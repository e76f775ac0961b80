//! # Block Side Module
//!
//! This module defines the six faces of a voxel block and maps collisions
//! onto them: a look ray or moving box that hits a block along some axis
//! strikes exactly one face, and new blocks are placed against that face.

use cgmath::Vector3;

use crate::engine_state::math::Axis;

/// Represents the six possible faces of a voxel block.
///
/// The order is: [FRONT, BACK, BOTTOM, TOP, LEFT, RIGHT]
#[derive(PartialEq, Eq, Hash, Copy, Clone, Debug)]
pub enum BlockSide {
    /// The front face (facing positive Z)
    FRONT = 0,

    /// The back face (facing negative Z)
    BACK = 1,

    /// The bottom face (facing negative Y)
    BOTTOM = 2,

    /// The top face (facing positive Y)
    TOP = 3,

    /// The left face (facing negative X)
    LEFT = 4,

    /// The right face (facing positive X)
    RIGHT = 5,
}

impl BlockSide {
    /// Outward unit normal of this face in grid units.
    pub fn normal(self) -> Vector3<i32> {
        match self {
            BlockSide::FRONT => Vector3::new(0, 0, 1),
            BlockSide::BACK => Vector3::new(0, 0, -1),
            BlockSide::BOTTOM => Vector3::new(0, -1, 0),
            BlockSide::TOP => Vector3::new(0, 1, 0),
            BlockSide::LEFT => Vector3::new(-1, 0, 0),
            BlockSide::RIGHT => Vector3::new(1, 0, 0),
        }
    }

    /// The face struck by something travelling along `axis` with signed
    /// velocity `approach`.
    ///
    /// Moving in the positive direction hits the face pointing back toward
    /// negative, and vice versa. A zero approach counts as positive.
    pub fn struck_by(axis: Axis, approach: f32) -> BlockSide {
        let positive = approach >= 0.0;
        match (axis, positive) {
            (Axis::X, true) => BlockSide::LEFT,
            (Axis::X, false) => BlockSide::RIGHT,
            (Axis::Y, true) => BlockSide::BOTTOM,
            (Axis::Y, false) => BlockSide::TOP,
            (Axis::Z, true) => BlockSide::BACK,
            (Axis::Z, false) => BlockSide::FRONT,
        }
    }
}

#[cfg(test)]
mod tests {
    use super::*;

    #[test]
    fn normals_are_unit_steps() {
        for side in [
            BlockSide::FRONT,
            BlockSide::BACK,
            BlockSide::BOTTOM,
            BlockSide::TOP,
            BlockSide::LEFT,
            BlockSide::RIGHT,
        ] {
            let normal = side.normal();
            assert_eq!(normal.x.abs() + normal.y.abs() + normal.z.abs(), 1);
        }
    }

    #[test]
    fn struck_face_points_back_at_the_approach() {
        assert_eq!(BlockSide::struck_by(Axis::X, 3.0), BlockSide::LEFT);
        assert_eq!(BlockSide::struck_by(Axis::Y, -0.5), BlockSide::TOP);
        assert_eq!(BlockSide::struck_by(Axis::Z, -1.0), BlockSide::FRONT);
        assert_eq!(BlockSide::struck_by(Axis::Z, 1.0).normal(), Vector3::new(0, 0, -1));
    }
}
.....
• _Instructions to follow_
All lines with the string "along" must be copied from the data.

• _Finished task_
//! onto them: a look ray or moving box that hits a block along some axis
    /// The face struck by something travelling along `axis` with signed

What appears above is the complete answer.